Seperti telah disinggung sebelumnya tentang" Sistem beracara dikampus tidak sama dengan sistem beracara diluar kampus" hal ini menjadi latar belakang advokat yang hanya mempergunakan koneksinya daripada keilmuanya dalam membantu para pencari keadilan beberapa contoh kasus telah dijelaskan sebelumnya misalnya OC Kaligis yang memberikan suap atau Fredrich Yunadi memanfaatkan temanya sendiri dengan membuat laporan kedokteran palsu yang menghalangi proses hukum setya novanto.

7. Keterbatasan anggaran.

Anggaran merupakan salah satu factor utama dalam penegakan supermasi hukum. Sebaik-baiknya hukum jika tidak didukung dengan anggaran yang baik pastinya tidak akan berjalan dengan lancar. Salah satu contonhya adalah Dari sisi satuan besaran anggaran untuk tiap perkara juga sangatlah minim. Anggaran Kejaksaan saat ini dialokasikan hanya sebesar 3 juta rupiah, dan 6 juta rupiah untuk Kejari yang tidak satu wilayah dengan Pengadilan Negeri (PN). Anggaran berkisar 3 dan 6 juta rupiah disama ratakan untuk seluruh wilayah Kejari tanpa ada pembedaan jenis. Kejaksaan tidak bisa menyamaratakan penanganan perkara terhadap semua jenis kasus. Karena pembuktian untuk kasus pencopetan biasa akan sangat berbeda dengan pembuktian terhadap perkara-perkara seperti illegal logging, illegal fishing, terorisme, dll.[2] 

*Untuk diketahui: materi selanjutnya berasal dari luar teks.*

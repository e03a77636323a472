use std::sync::atomic::{AtomicUsize, Ordering};

use rayon::prelude::*;
use serde::{Deserialize, Serialize};
use tracing::{info, warn};

use crate::error::Result;
use crate::frame::ImageStack;
use crate::io::load_stack_limited;
use crate::pipeline::config::CalibrationSetConfig;
use crate::pipeline::{NoOpReporter, PipelineStage, ProgressReporter};
use crate::segmentation::SegmentationConfig;

use super::coefficients::{
    CoefficientEstimate, CoefficientSample, CrosstalkCoefficients, CrosstalkEstimate,
};
use super::registration::{CalibrationRegistration, RegistrationMeta, SegmentedCalibration};

/// A registration that could not be processed, and why.
#[derive(Clone, Debug, PartialEq, Serialize, Deserialize)]
pub struct RegistrationFailure {
    pub name: String,
    pub message: String,
}

/// Tables produced by a calibration set.
#[derive(Clone, Debug, Default, PartialEq, Serialize, Deserialize)]
pub struct CrosstalkReport {
    /// One row per registration, coefficient and frame.
    pub raw: Vec<CoefficientSample>,
    /// One row per registration and coefficient.
    pub summary: Vec<CoefficientEstimate>,
    pub failures: Vec<RegistrationFailure>,
}

impl CrosstalkReport {
    /// Collect per-registration outcomes, keeping their order.
    pub fn from_results(results: Vec<(RegistrationMeta, Result<CrosstalkEstimate>)>) -> Self {
        let mut report = Self::default();
        for (meta, result) in results {
            match result {
                Ok(estimate) => {
                    report.raw.extend(estimate.raw_samples());
                    report.summary.extend(estimate.summary());
                }
                Err(e) => {
                    warn!(name = %meta.name, error = %e, "Calibration registration failed");
                    report.failures.push(RegistrationFailure {
                        name: meta.name,
                        message: e.to_string(),
                    });
                }
            }
        }
        report
    }

    /// Average a, b, c and d over every registration that estimated them.
    pub fn coefficients(&self) -> Result<CrosstalkCoefficients> {
        CrosstalkCoefficients::from_estimates(&self.summary)
    }
}

/// Run one calibration registration through every stage.
pub fn process_calibration(
    meta: RegistrationMeta,
    stack: ImageStack,
    config: &SegmentationConfig,
) -> Result<CrosstalkEstimate> {
    CalibrationRegistration::new(meta, stack)
        .correct_background()
        .segment(config)
        .estimate()
}

/// Process in-memory registrations in parallel, keeping input order.
pub fn process_stacks(
    registrations: Vec<(RegistrationMeta, ImageStack)>,
    config: &SegmentationConfig,
) -> CrosstalkReport {
    let results = registrations
        .into_par_iter()
        .map(|(meta, stack)| {
            let result = process_calibration(meta.clone(), stack, config);
            (meta, result)
        })
        .collect();
    CrosstalkReport::from_results(results)
}

/// Calibration driver: acceptor-only then donor-only registrations loaded
/// from one data directory.
#[derive(Clone, Debug)]
pub struct CrosstalkSet {
    config: CalibrationSetConfig,
    segmentation: SegmentationConfig,
}

impl CrosstalkSet {
    pub fn new(config: CalibrationSetConfig, segmentation: SegmentationConfig) -> Self {
        Self {
            config,
            segmentation,
        }
    }

    pub fn config(&self) -> &CalibrationSetConfig {
        &self.config
    }

    pub fn run(&self) -> CrosstalkReport {
        self.run_reported(&NoOpReporter)
    }

    pub fn run_reported(&self, reporter: &dyn ProgressReporter) -> CrosstalkReport {
        self.run_inspected(reporter, |_| {})
    }

    /// Load and process every registration. A failing registration is
    /// recorded in the report and the rest continue.
    ///
    /// `inspect` sees every segmented registration before estimation, from
    /// rayon worker threads.
    pub fn run_inspected<F>(&self, reporter: &dyn ProgressReporter, inspect: F) -> CrosstalkReport
    where
        F: Fn(&SegmentedCalibration) + Sync,
    {
        let registrations = self.config.registrations();
        reporter.begin_stage(PipelineStage::Calibration, Some(registrations.len()));
        info!(
            acceptors = self.config.acceptors.len(),
            donors = self.config.donors.len(),
            "Processing calibration set"
        );

        let done = AtomicUsize::new(0);
        let results = registrations
            .into_par_iter()
            .map(|meta| {
                let path = self.config.stack_path(&meta.name);
                let result = load_stack_limited(&path, self.config.frame_limit).and_then(|stack| {
                    let segmented = CalibrationRegistration::new(meta.clone(), stack)
                        .correct_background()
                        .segment(&self.segmentation);
                    inspect(&segmented);
                    segmented.estimate()
                });
                reporter.advance(done.fetch_add(1, Ordering::Relaxed) + 1);
                (meta, result)
            })
            .collect();

        reporter.finish_stage();
        let report = CrosstalkReport::from_results(results);
        info!(
            estimates = report.summary.len(),
            failures = report.failures.len(),
            "Calibration set complete"
        );
        report
    }
}
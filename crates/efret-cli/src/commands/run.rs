use std::path::PathBuf;
use std::sync::Arc;

use anyhow::{bail, Result};
use clap::Args;
use efret_core::pipeline::run_experiment_reported;

use crate::progress::BarReporter;
use crate::summary::{
    print_bleach_error, print_coefficients, print_crosstalk_report, print_experiment_summary,
    print_g_report,
};

use super::{load_experiment, write_report};

#[derive(Args)]
pub struct RunArgs {
    /// Experiment config file (TOML)
    pub config: PathBuf,

    /// Write every table as TOML
    #[arg(short, long)]
    pub output: Option<PathBuf>,

    /// Directory for mean images, masks and label maps
    #[arg(long)]
    pub export_dir: Option<PathBuf>,
}

pub fn run(args: &RunArgs) -> Result<()> {
    let config = load_experiment(&args.config, args.export_dir.as_ref())?;
    print_experiment_summary(&config);

    let reporter = Arc::new(BarReporter::new()?);
    let report = run_experiment_reported(&config, reporter)?;

    if let Some(ref crosstalk) = report.crosstalk {
        print_crosstalk_report(crosstalk);
    }
    match (&report.g, &report.coefficients) {
        (Some(g), Some(k)) => {
            print_coefficients(k);
            print_g_report(g);
        }
        (Some(g), None) => print_g_report(g),
        _ => {}
    }
    if let Some(ref message) = report.bleach_error {
        print_bleach_error(message);
    }

    if let Some(ref path) = args.output {
        write_report(&report, path)?;
    }
    if let Some(ref dir) = config.export_dir {
        println!("Images exported to {}", dir.display());
    }
    if let Some(message) = report.bleach_error {
        bail!("Bleach analysis skipped: {message}");
    }
    Ok(())
}
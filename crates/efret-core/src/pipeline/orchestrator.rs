use std::sync::Arc;

use serde::{Deserialize, Serialize};
use tracing::{info, warn};

use crate::crosstalk::{CrosstalkCoefficients, CrosstalkReport, CrosstalkSet};
use crate::error::{FretError, Result};
use crate::fret::{BleachSet, GReport};
use crate::io::export::{export_bleach_logged, export_calibration_logged};

use super::config::ExperimentConfig;
use super::types::{NoOpReporter, ProgressReporter};

/// Everything an experiment produced.
#[derive(Clone, Debug, Default, PartialEq, Serialize, Deserialize)]
pub struct ExperimentReport {
    pub crosstalk: Option<CrosstalkReport>,
    /// Coefficients used for the bleach analysis, if one ran.
    pub coefficients: Option<CrosstalkCoefficients>,
    pub g: Option<GReport>,
    /// Why a configured bleach set was not analysed.
    #[serde(default, skip_serializing_if = "Option::is_none")]
    pub bleach_error: Option<String>,
}

/// Resolve the coefficients for the bleach stage: the manual override wins,
/// then the calibration average.
fn resolve_coefficients(
    config: &ExperimentConfig,
    crosstalk: Option<&CrosstalkReport>,
) -> Result<CrosstalkCoefficients> {
    if let Some(manual) = config.coefficients {
        info!(coefficients = %manual, "Using configured coefficients");
        return Ok(manual);
    }
    match crosstalk {
        Some(report) => report.coefficients(),
        None => Err(FretError::Pipeline(
            "bleach analysis needs either a calibration set or explicit coefficients".to_string(),
        )),
    }
}

/// Run calibration (if configured) then bleach analysis (if configured).
///
/// Failing registrations are recorded in the report, and so is a calibration
/// that leaves the bleach stage without coefficients. Only a configuration
/// that cannot run at all is an error.
pub fn run_experiment_reported(
    config: &ExperimentConfig,
    reporter: Arc<dyn ProgressReporter>,
) -> Result<ExperimentReport> {
    if config.calibration.is_none() && config.bleach.is_none() {
        return Err(FretError::Pipeline(
            "experiment configures neither a calibration nor a bleach set".to_string(),
        ));
    }
    if config.calibration.is_none() && config.coefficients.is_none() {
        // Nothing upstream could supply the coefficients.
        resolve_coefficients(config, None)?;
    }

    let mut report = ExperimentReport::default();

    if let Some(ref calibration) = config.calibration {
        let set = CrosstalkSet::new(calibration.clone(), config.segmentation.clone());
        let crosstalk = match config.export_dir.as_deref() {
            Some(dir) => set.run_inspected(reporter.as_ref(), |r| export_calibration_logged(r, dir)),
            None => set.run_reported(reporter.as_ref()),
        };
        report.crosstalk = Some(crosstalk);
    }

    if let Some(ref bleach) = config.bleach {
        match resolve_coefficients(config, report.crosstalk.as_ref()) {
            Ok(coefficients) => {
                info!(coefficients = %coefficients, "Starting bleach analysis");
                let set = BleachSet::new(bleach.clone(), config.segmentation.clone(), coefficients);
                let g = match config.export_dir.as_deref() {
                    Some(dir) => {
                        set.run_inspected(reporter.as_ref(), |a| export_bleach_logged(a, dir))
                    }
                    None => set.run_reported(reporter.as_ref()),
                };
                report.g = Some(g);
                report.coefficients = Some(coefficients);
            }
            Err(e) => {
                warn!(error = %e, "Skipping bleach analysis");
                report.bleach_error = Some(e.to_string());
            }
        }
    } else if let Some(ref crosstalk) = report.crosstalk {
        report.coefficients = crosstalk.coefficients().ok();
    }

    Ok(report)
}

/// Run the experiment without progress reporting.
pub fn run_experiment(config: &ExperimentConfig) -> Result<ExperimentReport> {
    run_experiment_reported(config, Arc::new(NoOpReporter))
}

8. Penegakan hukum yang dipicu oleh media masa

Hal ini menjadi hal yang biasa dalam dunia penegakan hukum saat ini dimana kecenderungan apparat hukum untuk mendahulukan suatu perkara yang menjadi isu nasional yang banyak diberitakan di media masa. Salah satu kasus yang menggelitik adalah kasus bank Century dimana kasus ini pernah hangat dan heboh pada masa pemeritaahan Susilo Bambang Yudhyono (SBY) akan tetapi penanganan kasus ini ikut menghilang ketika tidak lagi menjadi berita utama dimedia masa dan lucunya kasus ini kembali ditangani karena masifnya media masa memberitakan mantan Wakil presiden Indonesia Boediono terlibat dalam kasus ini akan tetapi siklus lupa itu terjadi lagi dimana kasus ini tidak tentu arah dan rimbanya ketika tidak diberitakan oleh media masa.

Mencekam itulah yang kata yang harus dikatakan bukan hanya ketika kita menonton film horror akan tetapi dalam penegakan hukum di Indonesia. Penulispun ketika membaca kembali 8 faktor diatas merasa bahwa permasalahan ini telah mendarah daging oleh karena itu butuh upaya yang luar biasa dalam mereduksi promblematika penegakan hukum di Indonesia. Berdasarkan hal itu dengan segenap kerendahan hati penulis ingin memberikan beberapa rekomendasi antara lain:

1. Adanya pembaharuan mekanisme dalam pembuataan peraturan perundang-undangan di Indonesia.

Jika kita berkaca dalam proses pembuataan UU di belanda Sebuah rancangan undang-undang haruslah terlebih dahulu dipertimbangkan oleh Raad van Staten sebelum dapat dibahas. Raad van Staten adalah sebuah lembaga negara yang bertugas untuk memberikan pertimbangan semacam Dewan Pertimbangan Agung. Pemerintah Belanda mengirimkan rancangan undang-undang yang hendak diajukannya kepada Staten General, Perubahan undang-undang juga harus berdasarkan pertimbangan dari Staten General[3]. 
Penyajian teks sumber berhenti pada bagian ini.